Directions
Check each line of the material below for "model", then copy the ones that contain it.

Information supplied
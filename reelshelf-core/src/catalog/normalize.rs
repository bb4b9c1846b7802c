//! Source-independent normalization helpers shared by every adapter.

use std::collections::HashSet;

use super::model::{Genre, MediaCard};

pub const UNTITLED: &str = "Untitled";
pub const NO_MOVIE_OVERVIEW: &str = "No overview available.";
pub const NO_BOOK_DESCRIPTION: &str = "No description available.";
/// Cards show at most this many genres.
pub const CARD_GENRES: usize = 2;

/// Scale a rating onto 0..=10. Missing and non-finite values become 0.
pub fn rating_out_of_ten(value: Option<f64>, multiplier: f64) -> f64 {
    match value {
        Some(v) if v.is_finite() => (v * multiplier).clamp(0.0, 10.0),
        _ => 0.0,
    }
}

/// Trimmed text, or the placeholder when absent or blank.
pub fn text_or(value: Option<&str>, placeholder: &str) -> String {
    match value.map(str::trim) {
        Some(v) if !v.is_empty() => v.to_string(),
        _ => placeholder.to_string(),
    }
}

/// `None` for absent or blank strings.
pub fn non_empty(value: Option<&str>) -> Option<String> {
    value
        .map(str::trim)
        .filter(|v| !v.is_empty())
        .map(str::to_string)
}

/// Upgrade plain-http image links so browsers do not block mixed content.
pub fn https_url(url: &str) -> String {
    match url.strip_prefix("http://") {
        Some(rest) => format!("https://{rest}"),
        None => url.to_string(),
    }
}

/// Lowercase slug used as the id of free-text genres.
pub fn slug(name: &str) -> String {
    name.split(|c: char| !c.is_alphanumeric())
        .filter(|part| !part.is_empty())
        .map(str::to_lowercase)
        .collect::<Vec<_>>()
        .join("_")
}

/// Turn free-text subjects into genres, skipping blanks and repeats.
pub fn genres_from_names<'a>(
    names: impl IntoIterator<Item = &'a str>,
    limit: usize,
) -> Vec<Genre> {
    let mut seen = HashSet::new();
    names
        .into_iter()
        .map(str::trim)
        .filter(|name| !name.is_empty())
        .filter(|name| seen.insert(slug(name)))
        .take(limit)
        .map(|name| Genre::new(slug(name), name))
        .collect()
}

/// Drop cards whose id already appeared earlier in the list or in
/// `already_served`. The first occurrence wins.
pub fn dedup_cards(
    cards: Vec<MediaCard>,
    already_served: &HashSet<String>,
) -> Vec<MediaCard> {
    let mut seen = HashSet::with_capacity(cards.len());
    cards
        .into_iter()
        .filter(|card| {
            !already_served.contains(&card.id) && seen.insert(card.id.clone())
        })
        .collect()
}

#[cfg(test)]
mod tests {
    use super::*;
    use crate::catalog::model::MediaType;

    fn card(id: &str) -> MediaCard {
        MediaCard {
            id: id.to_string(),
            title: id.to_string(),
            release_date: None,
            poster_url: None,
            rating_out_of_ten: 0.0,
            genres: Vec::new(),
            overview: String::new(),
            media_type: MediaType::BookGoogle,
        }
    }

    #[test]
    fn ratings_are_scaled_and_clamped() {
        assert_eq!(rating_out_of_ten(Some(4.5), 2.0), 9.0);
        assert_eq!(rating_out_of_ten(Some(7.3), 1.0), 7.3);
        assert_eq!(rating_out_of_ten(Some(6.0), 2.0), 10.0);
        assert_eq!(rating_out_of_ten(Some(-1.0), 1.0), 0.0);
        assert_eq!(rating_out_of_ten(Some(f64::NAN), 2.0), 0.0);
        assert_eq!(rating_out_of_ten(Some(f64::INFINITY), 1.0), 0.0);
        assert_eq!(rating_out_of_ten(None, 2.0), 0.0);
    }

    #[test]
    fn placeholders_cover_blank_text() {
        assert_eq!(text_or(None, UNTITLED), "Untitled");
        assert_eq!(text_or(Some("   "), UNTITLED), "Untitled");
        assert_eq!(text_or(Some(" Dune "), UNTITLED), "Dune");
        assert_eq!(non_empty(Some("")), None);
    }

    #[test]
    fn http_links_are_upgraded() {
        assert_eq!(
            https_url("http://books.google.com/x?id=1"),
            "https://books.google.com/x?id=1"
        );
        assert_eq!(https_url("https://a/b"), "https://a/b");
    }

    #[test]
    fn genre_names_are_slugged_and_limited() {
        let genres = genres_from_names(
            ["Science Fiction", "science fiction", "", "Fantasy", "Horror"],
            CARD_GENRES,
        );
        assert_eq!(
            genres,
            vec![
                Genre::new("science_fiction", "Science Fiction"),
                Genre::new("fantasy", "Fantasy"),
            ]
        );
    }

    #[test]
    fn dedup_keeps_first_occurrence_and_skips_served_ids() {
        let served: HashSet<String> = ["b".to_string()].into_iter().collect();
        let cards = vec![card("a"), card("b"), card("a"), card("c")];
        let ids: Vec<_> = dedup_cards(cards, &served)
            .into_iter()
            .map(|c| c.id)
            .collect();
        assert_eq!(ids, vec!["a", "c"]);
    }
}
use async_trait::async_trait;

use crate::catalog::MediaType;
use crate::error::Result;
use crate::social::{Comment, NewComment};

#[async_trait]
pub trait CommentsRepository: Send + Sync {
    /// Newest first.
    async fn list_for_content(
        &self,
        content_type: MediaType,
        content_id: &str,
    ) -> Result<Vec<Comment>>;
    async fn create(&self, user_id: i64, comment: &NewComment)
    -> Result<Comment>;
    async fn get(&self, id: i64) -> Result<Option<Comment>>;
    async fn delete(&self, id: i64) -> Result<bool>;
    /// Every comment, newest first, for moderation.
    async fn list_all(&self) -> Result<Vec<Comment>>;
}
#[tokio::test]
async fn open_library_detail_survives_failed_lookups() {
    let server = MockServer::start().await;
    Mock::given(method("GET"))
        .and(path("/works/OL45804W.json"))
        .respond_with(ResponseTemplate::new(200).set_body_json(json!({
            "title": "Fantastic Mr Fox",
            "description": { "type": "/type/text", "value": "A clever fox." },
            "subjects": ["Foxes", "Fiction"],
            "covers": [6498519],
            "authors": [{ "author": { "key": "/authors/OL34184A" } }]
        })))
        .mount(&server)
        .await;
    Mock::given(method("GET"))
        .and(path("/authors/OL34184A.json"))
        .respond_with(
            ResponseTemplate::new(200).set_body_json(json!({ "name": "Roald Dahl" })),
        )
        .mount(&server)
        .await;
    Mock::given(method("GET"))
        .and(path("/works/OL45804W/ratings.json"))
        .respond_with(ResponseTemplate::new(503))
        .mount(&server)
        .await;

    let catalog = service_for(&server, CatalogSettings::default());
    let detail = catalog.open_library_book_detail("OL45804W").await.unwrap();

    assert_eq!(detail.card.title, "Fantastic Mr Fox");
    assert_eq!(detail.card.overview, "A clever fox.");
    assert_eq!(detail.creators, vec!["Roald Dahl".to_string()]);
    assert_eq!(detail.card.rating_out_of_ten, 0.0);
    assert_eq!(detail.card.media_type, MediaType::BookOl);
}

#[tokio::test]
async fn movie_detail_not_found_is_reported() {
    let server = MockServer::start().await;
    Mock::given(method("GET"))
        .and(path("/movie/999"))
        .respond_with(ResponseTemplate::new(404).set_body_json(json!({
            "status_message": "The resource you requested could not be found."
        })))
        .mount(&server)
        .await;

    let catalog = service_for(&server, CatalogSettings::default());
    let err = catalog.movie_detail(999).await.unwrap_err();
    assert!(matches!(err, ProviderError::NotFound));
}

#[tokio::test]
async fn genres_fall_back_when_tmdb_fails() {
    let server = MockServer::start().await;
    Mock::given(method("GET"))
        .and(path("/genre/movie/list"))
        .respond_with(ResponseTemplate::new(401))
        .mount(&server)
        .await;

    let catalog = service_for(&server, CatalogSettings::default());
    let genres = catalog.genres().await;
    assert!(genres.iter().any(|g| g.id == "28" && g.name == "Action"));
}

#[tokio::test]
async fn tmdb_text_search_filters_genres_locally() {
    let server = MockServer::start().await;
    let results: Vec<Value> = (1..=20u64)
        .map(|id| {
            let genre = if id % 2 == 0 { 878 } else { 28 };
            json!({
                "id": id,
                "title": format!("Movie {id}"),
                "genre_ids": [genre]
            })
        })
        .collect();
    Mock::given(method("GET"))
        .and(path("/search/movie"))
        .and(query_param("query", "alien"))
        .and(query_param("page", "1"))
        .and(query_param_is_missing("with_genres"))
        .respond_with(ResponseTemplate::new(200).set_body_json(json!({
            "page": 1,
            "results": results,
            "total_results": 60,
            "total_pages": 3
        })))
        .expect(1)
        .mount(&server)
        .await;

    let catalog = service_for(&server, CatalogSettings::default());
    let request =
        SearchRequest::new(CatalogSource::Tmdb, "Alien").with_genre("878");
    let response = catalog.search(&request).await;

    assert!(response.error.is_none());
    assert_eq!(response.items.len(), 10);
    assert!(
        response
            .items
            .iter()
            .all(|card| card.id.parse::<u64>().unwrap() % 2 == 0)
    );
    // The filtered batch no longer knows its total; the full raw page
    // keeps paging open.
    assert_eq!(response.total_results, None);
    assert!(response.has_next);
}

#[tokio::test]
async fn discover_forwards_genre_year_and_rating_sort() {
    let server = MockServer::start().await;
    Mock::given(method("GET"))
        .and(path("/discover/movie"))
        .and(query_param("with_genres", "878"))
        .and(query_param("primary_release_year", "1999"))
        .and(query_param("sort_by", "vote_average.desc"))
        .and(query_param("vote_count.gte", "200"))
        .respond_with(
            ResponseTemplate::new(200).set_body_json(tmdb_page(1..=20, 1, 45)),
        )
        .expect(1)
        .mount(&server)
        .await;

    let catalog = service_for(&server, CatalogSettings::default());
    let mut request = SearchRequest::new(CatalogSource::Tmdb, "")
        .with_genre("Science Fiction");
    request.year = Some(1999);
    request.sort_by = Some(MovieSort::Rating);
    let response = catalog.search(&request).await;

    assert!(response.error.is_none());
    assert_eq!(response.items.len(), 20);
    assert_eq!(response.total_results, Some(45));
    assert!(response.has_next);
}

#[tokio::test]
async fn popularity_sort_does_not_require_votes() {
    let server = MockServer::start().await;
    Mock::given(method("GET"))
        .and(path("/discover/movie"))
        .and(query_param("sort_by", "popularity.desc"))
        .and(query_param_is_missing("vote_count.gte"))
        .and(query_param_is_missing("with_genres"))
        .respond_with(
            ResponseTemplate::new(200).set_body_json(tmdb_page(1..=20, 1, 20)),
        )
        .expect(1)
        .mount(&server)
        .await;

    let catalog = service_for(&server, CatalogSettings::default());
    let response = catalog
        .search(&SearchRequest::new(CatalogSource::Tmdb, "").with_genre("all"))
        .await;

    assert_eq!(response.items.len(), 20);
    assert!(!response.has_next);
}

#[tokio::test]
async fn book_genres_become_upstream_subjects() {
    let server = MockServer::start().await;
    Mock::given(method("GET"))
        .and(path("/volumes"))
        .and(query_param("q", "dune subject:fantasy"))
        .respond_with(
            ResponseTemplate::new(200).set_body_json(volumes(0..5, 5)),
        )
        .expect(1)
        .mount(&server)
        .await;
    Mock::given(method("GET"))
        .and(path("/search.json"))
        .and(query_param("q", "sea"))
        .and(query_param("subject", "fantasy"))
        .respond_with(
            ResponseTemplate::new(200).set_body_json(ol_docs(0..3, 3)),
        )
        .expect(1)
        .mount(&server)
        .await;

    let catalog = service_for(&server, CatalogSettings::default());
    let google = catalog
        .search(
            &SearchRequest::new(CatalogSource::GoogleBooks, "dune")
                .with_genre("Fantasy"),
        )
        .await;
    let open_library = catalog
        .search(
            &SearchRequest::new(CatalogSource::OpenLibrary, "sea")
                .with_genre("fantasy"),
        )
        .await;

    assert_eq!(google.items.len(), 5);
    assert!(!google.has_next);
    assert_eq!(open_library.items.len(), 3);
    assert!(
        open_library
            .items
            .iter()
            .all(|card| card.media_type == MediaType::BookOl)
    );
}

Worked solution
use super::model::{Genre, MediaCard};
    use crate::catalog::model::MediaType;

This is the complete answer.